Mr. Trump was pressed about the federal government’s criminal case against Mr. Assange while meeting at the White House with Australian Prime Minister Scott Morrison.
“You praised WikiLeaks continuously during the election campaign. Is it right the United States is prosecuting its Australian founder, Julian Assange?” asked Brett Mason, a correspondent for Australia’s SBS News.
“Well, you know, that’s a question I haven’t heard in a long time. I’ll leave that to you to determine,” Mr. Trump replied.
Mr. Trump referenced WikiLeaks more than 100 times while campaigning for the White House in 2016, regularly lauding the website for publishing stolen material damaging to his opponent in the race, former Democratic candidate Hillary Clinton.
Mr. Assange was anything but rewarded by the Trump administration after Mr. Trump took office, however. He was arrested in London at the request of U.S. authorities in April and subsequently charged by the Department of Justice with 18 criminal counts related to WikiLeaks publishing other sensitive material several years earlier.
He remains jailed pending the results of an extradition hearing set to start in February 2020, and he faces the possibility of spending the rest of his life imprisoned if sent to the U.S. and convicted.
“I know nothing about WikiLeaks. It’s not my thing,” Mr. Trump said shortly following Mr. Assange’s arrest. “I’ve been seeing what’s happened with Assange and that will be a determination, I would imagine, mostly by the attorney general, who’s doing an excellent job. So, he’ll be making a determination. I know nothing really about him.”
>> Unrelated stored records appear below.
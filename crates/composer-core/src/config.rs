//! Client Configuration
//!
//! Page-provided settings; every field has a default so a partial (or
//! absent) object still yields a usable config.

use serde::{Deserialize, Serialize};

#[derive(Debug, Clone, PartialEq, Eq, Serialize, Deserialize)]
#[serde(default, rename_all = "camelCase")]
pub struct ClientConfig {
    /// Prefix for every endpoint; empty means same origin
    pub api_base: String,
    pub log_level: String,
    pub predict_debounce_ms: u32,
    pub live_preview_debounce_ms: u32,
    pub typewriter_chars_per_tick: usize,
    pub typewriter_tick_ms: u32,
    pub highlight_ms: u32,
}

impl Default for ClientConfig {
    fn default() -> Self {
        Self {
            api_base: String::new(),
            log_level: "info".to_string(),
            predict_debounce_ms: 150,
            live_preview_debounce_ms: 400,
            typewriter_chars_per_tick: 3,
            typewriter_tick_ms: 8,
            highlight_ms: 1200,
        }
    }
}

impl ClientConfig {
    /// Join the base with an endpoint path (`/schema`, ...)
    pub fn url(&self, path: &str) -> String {
        format!("{}/{}", self.api_base.trim_end_matches('/'), path.trim_start_matches('/'))
    }

    pub fn log_level(&self) -> log::LevelFilter {
        self.log_level.parse().unwrap_or(log::LevelFilter::Info)
    }
}

#[cfg(test)]
mod tests {
    use super::*;

    #[test]
    fn test_partial_config_keeps_defaults() {
        let config: ClientConfig =
            serde_json::from_str(r#"{"apiBase": "https://api.example.com/", "predictDebounceMs": 200}"#).unwrap();
        assert_eq!(config.predict_debounce_ms, 200);
        assert_eq!(config.typewriter_chars_per_tick, 3);
        assert_eq!(config.url("/generate"), "https://api.example.com/generate");
    }

    #[test]
    fn test_same_origin_url_and_level() {
        let config = ClientConfig::default();
        assert_eq!(config.url("schema"), "/schema");
        assert_eq!(config.log_level(), log::LevelFilter::Info);

        let noisy = ClientConfig { log_level: "debug".into(), ..Default::default() };
        assert_eq!(noisy.log_level(), log::LevelFilter::Debug);
        let bogus = ClientConfig { log_level: "loud".into(), ..Default::default() };
        assert_eq!(bogus.log_level(), log::LevelFilter::Info);
    }
}
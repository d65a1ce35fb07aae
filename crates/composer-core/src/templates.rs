//! User Template Store
//!
//! CRUD over the persisted template array.

use std::sync::OnceLock;

use regex::Regex;

use crate::error::{ComposeError, ComposeResult, TemplateFieldError};
use crate::prefs::Preferences;
use crate::storage::{read_json, write_json, KvStore, KEY_USER_TEMPLATES};
use crate::template::{local_id_for, UserTemplate};

fn local_id_re() -> &'static Regex {
    static RE: OnceLock<Regex> = OnceLock::new();
    RE.get_or_init(|| Regex::new(r"^u:[a-z0-9][a-z0-9-]*$").expect("valid regex"))
}

#[derive(Debug, Clone)]
pub struct TemplateStore<S> {
    store: S,
}

impl<S: KvStore> TemplateStore<S> {
    pub fn new(store: S) -> Self {
        Self { store }
    }

    /// All templates, newest first; unreadable data is treated as empty
    pub fn list(&self) -> Vec<UserTemplate> {
        read_json(&self.store, KEY_USER_TEMPLATES).unwrap_or_default()
    }

    /// Create or edit: replace by id, else prepend
    pub fn upsert(&self, template: UserTemplate) -> ComposeResult<Vec<UserTemplate>> {
        validate(&template)?;
        let mut list = self.list();
        match list.iter_mut().find(|t| t.id == template.id) {
            Some(existing) => *existing = template,
            None => list.insert(0, template),
        }
        write_json(&self.store, KEY_USER_TEMPLATES, &list)?;
        Ok(list)
    }

    /// Remove a template and its entry in the visible-intents set
    pub fn delete(&self, id: &str) -> ComposeResult<Vec<UserTemplate>> {
        let mut list = self.list();
        let before = list.len();
        list.retain(|t| t.id != id);
        if list.len() != before {
            write_json(&self.store, KEY_USER_TEMPLATES, &list)?;
        }
        Preferences::new(&self.store).forget_visible(id)?;
        Ok(list)
    }

    /// Copy a template under a fresh id (`-copy`, `-copy-2`, ...)
    pub fn duplicate(&self, id: &str) -> ComposeResult<Vec<UserTemplate>> {
        let list = self.list();
        let source = list
            .iter()
            .find(|t| t.id == id)
            .ok_or_else(|| ComposeError::TemplateNotFound(id.to_string()))?;

        let mut copy = source.clone();
        copy.label = format!("{} (copy)", source.label);
        copy.id = unique_id(&list, &format!("{}-copy", source.id));
        self.upsert(copy)
    }

    /// Id for a new template with this label, unique within the store
    pub fn new_id(&self, label: &str) -> String {
        unique_id(&self.list(), &local_id_for(label))
    }
}

fn unique_id(list: &[UserTemplate], base: &str) -> String {
    if !list.iter().any(|t| t.id == base) {
        return base.to_string();
    }
    (2..)
        .map(|n| format!("{}-{}", base, n))
        .find(|candidate| !list.iter().any(|t| &t.id == candidate))
        .unwrap_or_else(|| base.to_string())
}

pub fn validate(template: &UserTemplate) -> ComposeResult<()> {
    if !local_id_re().is_match(&template.id) {
        return Err(ComposeError::InvalidTemplate {
            field: TemplateFieldError::Id,
            reason: format!("id must look like u:my-template, got {:?}", template.id),
        });
    }
    if template.label.trim().is_empty() {
        return Err(ComposeError::InvalidTemplate {
            field: TemplateFieldError::Label,
            reason: "label is required".to_string(),
        });
    }
    Ok(())
}

#[cfg(test)]
mod tests {
    use super::*;
    use crate::storage::{MemoryStore, KEY_VISIBLE_INTENTS};
    use std::collections::BTreeSet;

    fn template(id: &str, label: &str) -> UserTemplate {
        UserTemplate {
            id: id.into(),
            label: label.into(),
            description: String::new(),
            fields: Vec::new(),
            subject: "s".into(),
            body: "b".into(),
        }
    }

    #[test]
    fn test_upsert_prepends_then_replaces() {
        let store = MemoryStore::new();
        let templates = TemplateStore::new(&store);

        templates.upsert(template("u:a", "A")).unwrap();
        templates.upsert(template("u:b", "B")).unwrap();
        let ids: Vec<String> = templates.list().into_iter().map(|t| t.id).collect();
        assert_eq!(ids, vec!["u:b", "u:a"]);

        let list = templates.upsert(template("u:a", "A2")).unwrap();
        assert_eq!(list.len(), 2);
        assert_eq!(list[1].label, "A2");
    }

    #[test]
    fn test_upsert_rejects_bad_id_and_label() {
        let store = MemoryStore::new();
        let templates = TemplateStore::new(&store);

        let err = templates.upsert(template("order", "Order")).unwrap_err();
        assert!(matches!(err, ComposeError::InvalidTemplate { field: TemplateFieldError::Id, .. }));

        let err = templates.upsert(template("u:order", "  ")).unwrap_err();
        assert!(matches!(err, ComposeError::InvalidTemplate { field: TemplateFieldError::Label, .. }));
        assert!(templates.list().is_empty());
    }

    #[test]
    fn test_delete_forgets_visibility() {
        let store = MemoryStore::new();
        let templates = TemplateStore::new(&store);
        templates.upsert(template("u:a", "A")).unwrap();
        let visible: BTreeSet<String> = ["u:a".to_string(), "order".to_string()].into_iter().collect();
        write_json(&store, KEY_VISIBLE_INTENTS, &visible).unwrap();

        let list = templates.delete("u:a").unwrap();
        assert!(list.is_empty());
        let visible: BTreeSet<String> = read_json(&store, KEY_VISIBLE_INTENTS).unwrap();
        assert_eq!(visible.into_iter().collect::<Vec<_>>(), vec!["order"]);
    }

    #[test]
    fn test_duplicate_and_new_id() {
        let store = MemoryStore::new();
        let templates = TemplateStore::new(&store);
        templates.upsert(template("u:thanks", "Thanks")).unwrap();

        let list = templates.duplicate("u:thanks").unwrap();
        assert_eq!(list[0].id, "u:thanks-copy");
        assert_eq!(list[0].label, "Thanks (copy)");
        let list = templates.duplicate("u:thanks").unwrap();
        assert_eq!(list[0].id, "u:thanks-copy-2");

        assert_eq!(templates.new_id("Thanks"), "u:thanks-2");
        assert_eq!(templates.new_id("Welcome!"), "u:welcome");
        assert!(matches!(templates.duplicate("u:nope"), Err(ComposeError::TemplateNotFound(_))));
    }

    #[test]
    fn test_corrupt_storage_lists_empty() {
        let store = MemoryStore::new();
        store.set(KEY_USER_TEMPLATES, "[{\"id\":").unwrap();
        assert!(TemplateStore::new(&store).list().is_empty());
    }
}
WikiLeaks had no immediate comment to the president’s latest remarks.
Mr. Assange, 48, was born in Townsville, Queensland, Australia. He sought asylum inside the Ecuadorian Embassy in London in 2012 and lived there for roughly seven years prior to being punted in April and promptly arrested.
Jennifer Robinson, Mr. Assange’s longtime attorney, previously urged both Mr. Morrison and his foreign minister, Marise Payne, to raise concerns about the prosecution during a meeting with a visiting U.S. delegation last month.
Mr. Morrison did not mention Mr. Assange while taking questions from reporters, and his office did not immediately return a message requesting comment.
The Justice Department has charged Mr. Assange in connection with soliciting and publishing classified U.S. military and diplomatic documents. He has argued he acted as a journalist and is fighting extradition.